DescriptionOnline streaming is one of the most popular services available over the Internet. Today video is increasingly consumed over wireless networks with their far higher packet loss rate compared with wired networks. It generates video impairments that degrade user experience.
We studied video impairments caused by packet losses with a realistic setting. We found that viewers prefer high-resolution videos with some impairments to smooth low-resolution videos. It disagrees with the HTTP adaptive streaming protocol, which sacrifices resolution for smoothness. Additionally, viewers ignore some short impairments and feel that block-artifacts impairment occurring after a freeze is acceptable. We are the first to reveal that impairment occurrence order and inter-impairment interval length influence user experience differently. These findings show the feasibility of improving user experience by reordering and balancing impairment occurrences.

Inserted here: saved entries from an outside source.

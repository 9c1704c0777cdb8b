//! The single opposing combatant.

use crate::combat::{Strike, apply_damage, boss_hit_damage};

use super::ActorStats;

/// The boss: an actor with a separate `defense` stat.
///
/// Displayed armor starts at `defense / 2`. The two numbers are independent
/// after construction: `armor` is what the boss shows and what the generic
/// actor formula reads, `defense` is what [`Boss::take_hit`] reads.
#[derive(Clone, Debug, PartialEq, Eq)]
pub struct Boss {
    pub stats: ActorStats,
    defense: i32,
}

impl Boss {
    pub fn new(name: impl Into<String>, energy: i32, defense: i32, attack: i32) -> Self {
        Self {
            stats: ActorStats::new(name, energy, defense / 2, attack),
            defense,
        }
    }

    pub fn defense(&self) -> i32 {
        self.defense
    }

    pub fn name(&self) -> &str {
        &self.stats.name
    }

    pub fn is_active(&self) -> bool {
        self.stats.is_active()
    }

    /// Defense-aware hit. With `ignore_armor` the attacker's full attack lands.
    pub fn take_hit(&mut self, attacker: &ActorStats, ignore_armor: bool) -> Strike {
        let damage = boss_hit_damage(attacker.attack, self.defense, ignore_armor);
        self.stats.energy = apply_damage(self.stats.energy, damage);

        tracing::debug!(
            attacker = %attacker.name,
            boss = %self.stats.name,
            damage,
            ignore_armor,
            "boss took hit"
        );

        Strike {
            attacker: attacker.name.clone(),
            target: self.stats.name.clone(),
            damage,
            target_energy: self.stats.energy,
        }
    }
}

#[cfg(test)]
mod tests {
    use super::*;

    #[test]
    fn armor_is_half_of_defense() {
        let boss = Boss::new("Megatron", 200, 15, 25);
        assert_eq!(boss.defense(), 15);
        assert_eq!(boss.stats.armor, 7);
    }

    #[test]
    fn take_hit_reduces_by_defense() {
        let mut boss = Boss::new("Megatron", 200, 15, 25);
        let robot = ActorStats::new("R2D2", 130, 50, 18);

        let strike = boss.take_hit(&robot, false);

        assert_eq!(strike.damage, 3);
        assert_eq!(boss.stats.energy, 197);
    }

    #[test]
    fn piercing_hit_deals_full_attack() {
        let mut boss = Boss::new("Megatron", 200, 15, 25);
        let robot = ActorStats::new("C3PO", 150, 45, 122);

        let strike = boss.take_hit(&robot, true);

        assert_eq!(strike.damage, 122);
        assert_eq!(boss.stats.energy, 78);
    }

    #[test]
    fn defense_and_armor_are_independent() {
        let mut boss = Boss::new("Megatron", 200, 15, 25);
        boss.stats.armor += 10;
        let robot = ActorStats::new("R2D2", 130, 50, 18);

        assert_eq!(boss.take_hit(&robot, false).damage, 3);
        assert_eq!(boss.defense(), 15);
    }
}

In addition, we conducted experiments on observing users streaming video viewing behaviors under packet loss wireless networks. We have observed nine types of behaviors including system level behaviors and video player level behaviors. We noticed that low video quality and perceivable video impairments are key factors to motivate users take actions and users usually choose behaviors they believe can improve viewing experience. Also, the sequence of behaviors user has taken follows some particular orders. According to these observations, we propose a novel user video watching behavior prediction model that achieves 94.7% accuracy. Moreover, we created cognitive models that explain how video quality variations and human memories play roles in users’ behavior decision making. Findings show the feasibility of improving user experience by reordering and balancing impairment occurrences.
Our study results and the user behavior prediction model provide promising ideas and tools for enhancing user experience under crowded networks where video impairments are unavoidable and optimizing network resource and user management via human engineering.